//! Supervisor lifecycle
//!
//! Orchestrates one dev-environment run: reclaim every configured port,
//! launch every service, then sit on the signal handler until the operator
//! stops the whole environment. Reclamation is strictly sequential and
//! finishes for all ports before the first launch, so a freshly started
//! service can never collide with a predecessor that was still being killed.

use tracing::info;

use crate::config::SupervisorConfig;
use crate::error::{SupervisorError, SupervisorResult};
use crate::launcher::{self, ManagedProcess};
use crate::reclaim::PortReclaimer;
use crate::shutdown::{self, ShutdownCoordinator, SupervisorState};

pub struct Supervisor {
    config: SupervisorConfig,
    reclaimer: PortReclaimer,
    coordinator: ShutdownCoordinator<ManagedProcess>,
}

impl Supervisor {
    pub fn new(config: SupervisorConfig) -> Self {
        Supervisor {
            config,
            reclaimer: PortReclaimer::default(),
            coordinator: ShutdownCoordinator::new(),
        }
    }

    pub fn state(&self) -> SupervisorState {
        self.coordinator.state()
    }

    pub fn running_services(&self) -> usize {
        self.coordinator.registered()
    }

    /// Reclaim every configured port, one at a time, in declaration order.
    pub fn reclaim_ports(&self) {
        for port in self.config.ports() {
            info!("reclaiming port {}", port);
            self.reclaimer.reclaim(port);
        }
    }

    /// Launch every configured service and hand each handle to the
    /// shutdown coordinator.
    ///
    /// A spawn failure stops the startup: services launched so far are
    /// terminated through the coordinator and the error propagates.
    /// Launched services run concurrently with each other; nothing here
    /// waits on readiness.
    pub fn launch_services(&self) -> SupervisorResult<()> {
        for spec in &self.config.services {
            match launcher::launch(spec) {
                Ok(handle) => {
                    info!(
                        "started service '{}' (pid {}) on port {}",
                        spec.name,
                        handle.pid().map_or_else(|| "?".into(), |p| p.to_string()),
                        spec.port
                    );
                    self.coordinator.register(handle);
                }
                Err(err) => {
                    self.coordinator.begin_shutdown();
                    return Err(err);
                }
            }
        }
        Ok(())
    }

    /// Fan termination out to every launched service. Idempotent.
    pub fn shutdown(&self) -> Vec<ManagedProcess> {
        self.coordinator.begin_shutdown()
    }

    /// The full lifecycle: reclaim, launch, wait for a signal, fan out.
    ///
    /// The signal streams are registered before anything launches, so a
    /// signal delivered mid startup is buffered instead of killing the
    /// supervisor with children already running. Returns as soon as
    /// termination has been requested for every child; the process exits
    /// right after, without waiting on exit confirmations.
    pub async fn run(&self) -> SupervisorResult<()> {
        let mut signals = shutdown::SignalListener::install()
            .map_err(|err| SupervisorError::Signal { source: err })?;

        self.reclaim_ports();
        self.launch_services()?;

        info!(
            "{} service(s) running, Ctrl-C stops the environment",
            self.running_services()
        );
        signals.recv().await;

        self.shutdown();
        Ok(())
    }
}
----
● **WHAT YOU ARE ASKED TO DO**
Please write out every record shown above exactly as it reads.

● **RESPONSE AREA**
//! Supervisor lifecycle
//!
//! Orchestrates one dev-environment run: reclaim every configured port,
//! launch every service, then sit on the signal handler until the operator
//! stops the whole environment. Reclamation is strictly sequential and
//! finishes for all ports before the first launch, so a freshly started
//! service can never collide with a predecessor that was still being killed.

use tracing::info;

use crate::config::SupervisorConfig;
use crate::error::{SupervisorError, SupervisorResult};
use crate::launcher::{self, ManagedProcess};
use crate::reclaim::PortReclaimer;
use crate::shutdown::{self, ShutdownCoordinator, SupervisorState};

pub struct Supervisor {
    config: SupervisorConfig,
    reclaimer: PortReclaimer,
    coordinator: ShutdownCoordinator<ManagedProcess>,
}

impl Supervisor {
    pub fn new(config: SupervisorConfig) -> Self {
        Supervisor {
            config,
            reclaimer: PortReclaimer::default(),
            coordinator: ShutdownCoordinator::new(),
        }
    }

    pub fn state(&self) -> SupervisorState {
        self.coordinator.state()
    }

    pub fn running_services(&self) -> usize {
        self.coordinator.registered()
    }

    /// Reclaim every configured port, one at a time, in declaration order.
    pub fn reclaim_ports(&self) {
        for port in self.config.ports() {
            info!("reclaiming port {}", port);
            self.reclaimer.reclaim(port);
        }
    }

    /// Launch every configured service and hand each handle to the
    /// shutdown coordinator.
    ///
    /// A spawn failure stops the startup: services launched so far are
    /// terminated through the coordinator and the error propagates.
    /// Launched services run concurrently with each other; nothing here
    /// waits on readiness.
    pub fn launch_services(&self) -> SupervisorResult<()> {
        for spec in &self.config.services {
            match launcher::launch(spec) {
                Ok(handle) => {
                    info!(
                        "started service '{}' (pid {}) on port {}",
                        spec.name,
                        handle.pid().map_or_else(|| "?".into(), |p| p.to_string()),
                        spec.port
                    );
                    self.coordinator.register(handle);
                }
                Err(err) => {
                    self.coordinator.begin_shutdown();
                    return Err(err);
                }
            }
        }
        Ok(())
    }

    /// Fan termination out to every launched service. Idempotent.
    pub fn shutdown(&self) -> Vec<ManagedProcess> {
        self.coordinator.begin_shutdown()
    }

    /// The full lifecycle: reclaim, launch, wait for a signal, fan out.
    ///
    /// The signal streams are registered before anything launches, so a
    /// signal delivered mid startup is buffered instead of killing the
    /// supervisor with children already running. Returns as soon as
    /// termination has been requested for every child; the process exits
    /// right after, without waiting on exit confirmations.
    pub async fn run(&self) -> SupervisorResult<()> {
        let mut signals = shutdown::SignalListener::install()
            .map_err(|err| SupervisorError::Signal { source: err })?;

        self.reclaim_ports();
        self.launch_services()?;

        info!(
            "{} service(s) running, Ctrl-C stops the environment",
            self.running_services()
        );
        signals.recv().await;

        self.shutdown();
        Ok(())
    }
}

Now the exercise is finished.